Entrevista/Potencial do Brasil para gerar energia a partir do lixo

O Brasil vive um momento decisivo na transição para uma economia de baixo carbono, e a geração de energia a partir de resíduos sólidos urbanos surge como uma das alternativas mais promissoras para unir sustentabilidade, inovação e desenvolvimento econômico. Embora o tema ainda seja relativamente novo no país, o avanço das Usinas de Recuperação Energética (UREs) e dos projetos de biodigestão indica que o setor está prestes a dar um salto estrutural. A implantação da primeira URE do Brasil, em Barueri (SP), marca o início de uma nova etapa para o saneamento e a matriz energética nacional — um passo importante rumo à redução das emissões de metano e à valorização dos resíduos como fonte de energia limpa e firme.

Para compreender melhor os desafios e oportunidades desse setor emergente, o Canal – Jornal da Bioenergia conversou com Yuri Schmitke, presidente da Associação Brasileira de Recuperação Energética de Resíduos (ABREN). Na entrevista, ele detalha os avanços regulatórios, os benefícios ambientais e econômicos das usinas de recuperação energética e o enorme potencial do país para transformar resíduos em eletricidade, empregos e desenvolvimento regional.

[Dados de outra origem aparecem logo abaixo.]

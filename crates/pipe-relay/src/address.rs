//! NIP-19 `naddr` encoding of addressable event coordinates.

use nostr_sdk::nips::nip01::Coordinate;
use nostr_sdk::nips::nip19::Nip19Coordinate;
use nostr_sdk::{Kind, PublicKey, RelayUrl, ToBech32};
use pipe_core::{AddressEncoder, EncodingError};

/// Encodes `(author, kind, identifier)` as `naddr1...`, optionally with
/// relay hints.
#[derive(Debug, Clone, Default)]
pub struct NaddrEncoder {
    relays: Vec<RelayUrl>,
}

impl NaddrEncoder {
    pub fn new() -> Self {
        Self::default()
    }

    /// Embed relay hints in every encoded address.
    pub fn with_relays<I, S>(relays: I) -> Result<Self, EncodingError>
    where
        I: IntoIterator<Item = S>,
        S: AsRef<str>,
    {
        let relays = relays
            .into_iter()
            .map(|r| {
                RelayUrl::parse(r.as_ref())
                    .map_err(|e| EncodingError::Address(format!("bad relay hint {}: {e}", r.as_ref())))
            })
            .collect::<Result<Vec<_>, _>>()?;
        Ok(Self { relays })
    }
}

impl AddressEncoder for NaddrEncoder {
    fn encode(&self, pubkey: &str, kind: u16, identifier: &str) -> Result<String, EncodingError> {
        let public_key = PublicKey::from_hex(pubkey).map_err(|e| EncodingError::InvalidPublicKey {
            input: pubkey.to_string(),
            reason: e.to_string(),
        })?;
        let coordinate = Coordinate::new(Kind::from(kind), public_key).identifier(identifier);
        Nip19Coordinate::new(coordinate, self.relays.clone())
            .to_bech32()
            .map_err(|e| EncodingError::Address(e.to_string()))
    }
}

Canal – Jornal da Bioenergia: A geração de energia a partir de resíduos sólidos urbanos ainda é um tema relativamente novo no Brasil. Qual é o estágio atual dessa tecnologia no país e quais os principais avanços recentes?

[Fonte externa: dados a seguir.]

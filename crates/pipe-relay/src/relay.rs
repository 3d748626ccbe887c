//! Relay client wrapper implementing the pipeline's transport seam.

use crate::convert::{from_sdk_event, to_sdk_event, to_sdk_filter};
use async_trait::async_trait;
use nostr_sdk::prelude::{Client, Relay, RelayUrl};
use pipe_core::{Event, Filter, Transport, TransportError};
use std::time::Duration;
use tracing::{debug, info, warn};

/// A read/write connection to a single relay.
///
/// The client never signs anything itself; events arrive already signed.
#[derive(Clone)]
pub struct RelayClient {
    client: Client,
    url: String,
}

impl RelayClient {
    /// Connect to `url`, waiting up to `timeout` for the handshake.
    ///
    /// An unreachable relay fails here with `ConnectionRefused` rather than
    /// surfacing later as an empty result.
    pub async fn connect(url: &str, timeout: Duration) -> Result<Self, TransportError> {
        let refused = |reason: String| TransportError::ConnectionRefused {
            endpoint: url.to_string(),
            reason,
        };

        RelayUrl::parse(url).map_err(|e| refused(e.to_string()))?;

        let client = Client::default();
        client
            .add_relay(url)
            .await
            .map_err(|e| refused(e.to_string()))?;

        let output = client.try_connect(timeout).await;
        if output.success.is_empty() {
            let reason = output
                .failed
                .into_values()
                .next()
                .unwrap_or_else(|| format!("no connection within {timeout:?}"));
            warn!("Relay {} unreachable: {}", url, reason);
            client.disconnect().await;
            return Err(refused(reason));
        }
        info!("Relay client connected to {}", url);

        Ok(Self {
            client,
            url: url.to_string(),
        })
    }

    pub fn url(&self) -> &str {
        &self.url
    }

    /// The relay handle, provided it is still connected.
    async fn connected_relay(&self) -> Result<Relay, TransportError> {
        let refused = |reason: String| TransportError::ConnectionRefused {
            endpoint: self.url.clone(),
            reason,
        };
        let relay = self
            .client
            .relay(self.url.as_str())
            .await
            .map_err(|e| refused(e.to_string()))?;
        if !relay.is_connected() {
            return Err(refused(format!("relay is {:?}", relay.status())));
        }
        Ok(relay)
    }
}

#[async_trait]
impl Transport for RelayClient {
    async fn query(&self, filter: &Filter, timeout: Duration) -> Result<Vec<Event>, TransportError> {
        self.connected_relay().await?;
        let sdk_filter = to_sdk_filter(filter)?;
        let events = self
            .client
            .fetch_events(sdk_filter, timeout)
            .await
            .map_err(|e| TransportError::Protocol(e.to_string()))?;
        debug!("Fetched {} event(s) from {}", events.len(), self.url);
        events.iter().map(from_sdk_event).collect()
    }

    async fn publish(&self, event: &Event) -> Result<String, TransportError> {
        self.connected_relay().await?;
        let event = to_sdk_event(event)?;
        let output = self
            .client
            .send_event(&event)
            .await
            .map_err(|e| TransportError::Protocol(e.to_string()))?;

        if output.success.is_empty() {
            let reasons: Vec<String> = output
                .failed
                .iter()
                .map(|(relay, reason)| format!("{relay}: {reason}"))
                .collect();
            return Err(TransportError::Protocol(format!(
                "event {} rejected ({})",
                output.val,
                reasons.join("; ")
            )));
        }
        Ok(output.val.to_hex())
    }
}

Yuri Schmitke: O Brasil ainda não conta com nenhuma Unidade de Recuperação Energética (URE) em operação. A URE de Barueri será a primeira do país a entrar em atividade. Além dela, outros projetos estão em fase avançada de implantação, como os de Mauá (SP), com potência instalada de 77 MW; Seropédica (RJ), com 30 MW; Brasília (DF), com 50 MW; e Campinas (SP), com 22,5 MW.

Ainda no estado de São Paulo, estão previstas mais duas Unidades de Recuperação Energética (UREs) até 2028, cada uma com capacidade para processar 1.000 toneladas de resíduos por dia e gerar 30 MW de potência instalada. Há também a possibilidade de implantação de outras duas unidades até 2035, com a meta de desviar até 70% dos resíduos dos aterros sanitários até 2040.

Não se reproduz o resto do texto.